Merrill Knox: “While Reporting on Mortgage Fraud for KLAS, George Knapp Discovers He Was a Victim“

KLAS chief investigative reporter George Knapp made a disturbing discovery while reporting on Nevada mortgage fraud for “Desert Underwater,” the station’s series for sweeps: he was a victim of the very mortgage fraud he investigated.

As part of his reporting, Knapp interviewed a foreclosure attorney who told him that many people who purchase homes out of foreclosure have fraudulent paperwork associated with their chain of title.

“I gave her my address, because I bought a home out of foreclosure three years ago this month,” Knapp said in his report. “It took her all of about five minutes to call up the documents and identify the problem in the chain of title. The Attorney General’s office confirmed to me that I don’t own my home because of bogus signatures and improper filings.”

Brad DeLong: “Yes, the U.S. Government Ought to Own the Banks Now“

Without the Fed and the Treasury, the shareholders of every single money-center bank and shadow bank in the United States would have gone bust. …

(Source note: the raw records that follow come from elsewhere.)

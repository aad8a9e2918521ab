//! Plain-text summaries of a computed schedule.
//!
//! Used by table and status-bar views that want one line per activity or one line
//! per project.

use crate::models::{Activity, ProjectSchedule, ScheduleResult};

/// One-line description of an activity and its computed timing.
///
/// `[CRITICAL] A | Start | dur=2 | pred=[—] | ES=0 EF=2 LS=0 LF=2 | TF=0 FF=0`
pub fn activity_line(activity: &Activity, result: &ScheduleResult) -> String {
    let tag = if result.is_critical {
        "[CRITICAL]".to_string()
    } else {
        format!("[float={:>3}]", result.total_float)
    };
    let preds = if activity.predecessors().is_empty() {
        "—".to_string()
    } else {
        activity.predecessors().join(",")
    };
    format!(
        "{} {} | {} | dur={} | pred=[{}] | ES={} EF={} LS={} LF={} | TF={} FF={}",
        tag,
        result.id,
        result.name,
        result.duration,
        preds,
        result.early_start,
        result.early_finish,
        result.late_start,
        result.late_finish,
        result.total_float,
        result.free_float
    )
}

/// Status-bar summary: activity count, project duration and critical chain.
pub fn status_line(schedule: &ProjectSchedule) -> String {
    if schedule.is_empty() {
        return "Activities: 0 | Project Duration: — | Critical Path: —".to_string();
    }
    let path = if schedule.critical_path.is_empty() {
        "none".to_string()
    } else {
        schedule.critical_path.join(" → ")
    };
    format!(
        "Activities: {} | Project Duration: {} days | Critical: {}",
        schedule.len(),
        schedule.project_duration,
        path
    )
}

/// Activity lines for a whole set, in the schedule's topological order.
///
/// Activities missing from the schedule are skipped.
pub fn schedule_table(activities: &[Activity], schedule: &ProjectSchedule) -> Vec<String> {
    schedule
        .topological_order
        .iter()
        .filter_map(|id| {
            let activity = activities.iter().find(|a| a.id() == id)?;
            let result = schedule.get(id)?;
            Some(activity_line(activity, result))
        })
        .collect()
}

#[cfg(test)]
mod tests {
    use super::*;
    use crate::scheduler::schedule;
    use crate::sample::sample_activities;

    #[test]
    fn test_activity_line() {
        let acts = sample_activities().unwrap();
        let schedule = schedule(&acts).unwrap();

        let a = &acts[0];
        assert_eq!(
            activity_line(a, schedule.get("A").unwrap()),
            "[CRITICAL] A | Start | dur=2 | pred=[—] | ES=0 EF=2 LS=0 LF=2 | TF=0 FF=0"
        );

        let d = &acts[3];
        assert_eq!(
            activity_line(d, schedule.get("D").unwrap()),
            "[float=  3] D | Electrical | dur=3 | pred=[B] | ES=6 EF=9 LS=9 LF=12 | TF=3 FF=3"
        );
    }

    #[test]
    fn test_status_line() {
        let schedule = schedule(&sample_activities().unwrap()).unwrap();
        assert_eq!(
            status_line(&schedule),
            "Activities: 5 | Project Duration: 14 days | Critical: A → B → C → E"
        );
        assert_eq!(
            status_line(&ProjectSchedule::default()),
            "Activities: 0 | Project Duration: — | Critical Path: —"
        );
    }

    #[test]
    fn test_schedule_table_order() {
        let acts = sample_activities().unwrap();
        let schedule = schedule(&acts).unwrap();
        let table = schedule_table(&acts, &schedule);
        assert_eq!(table.len(), 5);
        assert!(table[0].contains("| Start |"));
        assert!(table[4].contains("| Finish |"));
    }
}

When you contribute equity capital, and when things turn out well, you deserve an equity return. When you don’t take equity — when you accept the risks but give the return to somebody else –y ou aren’t acting as a good agent for your principals, the taxpayers.

Thus I do not understand why officials from the Fed and the Treasury keep telling me that the U.S. couldn’t or shouldn’t have profited immensely from its TARP and other loans to banks. Somebody owns that equity value right now. It’s not the government. But when the chips were down it was the government that bore the risk.

David Cay Johnston: “Closing Wall Street’s casino“

Credit default swaps that are just bets on which one party wins and which one loses would vanish if we restored the ancient, time-tested and therefore profoundly conservative rule that government will not enforce the collection of gambling debts.

Making gambling debts unenforceable produced its own problems. For one, it created work for people like the late Harry Coloduros, who sat in my kitchen 25 years ago, bouncing my little Molly on his knee as I made coffee, and told me about gamblers he beat up to make them pay up.

I cannot imagine Goldman Sachs hiring the likes of Harry to collect on bets when the losing party fails to pay up. So, unless taxpayers cover the bets, as they were forced to at 100 cents on the dollar in the AIG wagers, Goldman would likely get out of speculative bets and stick to actual hedging.

And that shows the immense value of restoring the sound policy of making losing bettors suffer their losses without any help from government.

It’s a good idea, although I don’t share Johnston’s confidence that Goldman Sachs wouldn’t “hire the likes of Harry.” Or simply hire Bloomberg’s “army” to act like the likes of Harry.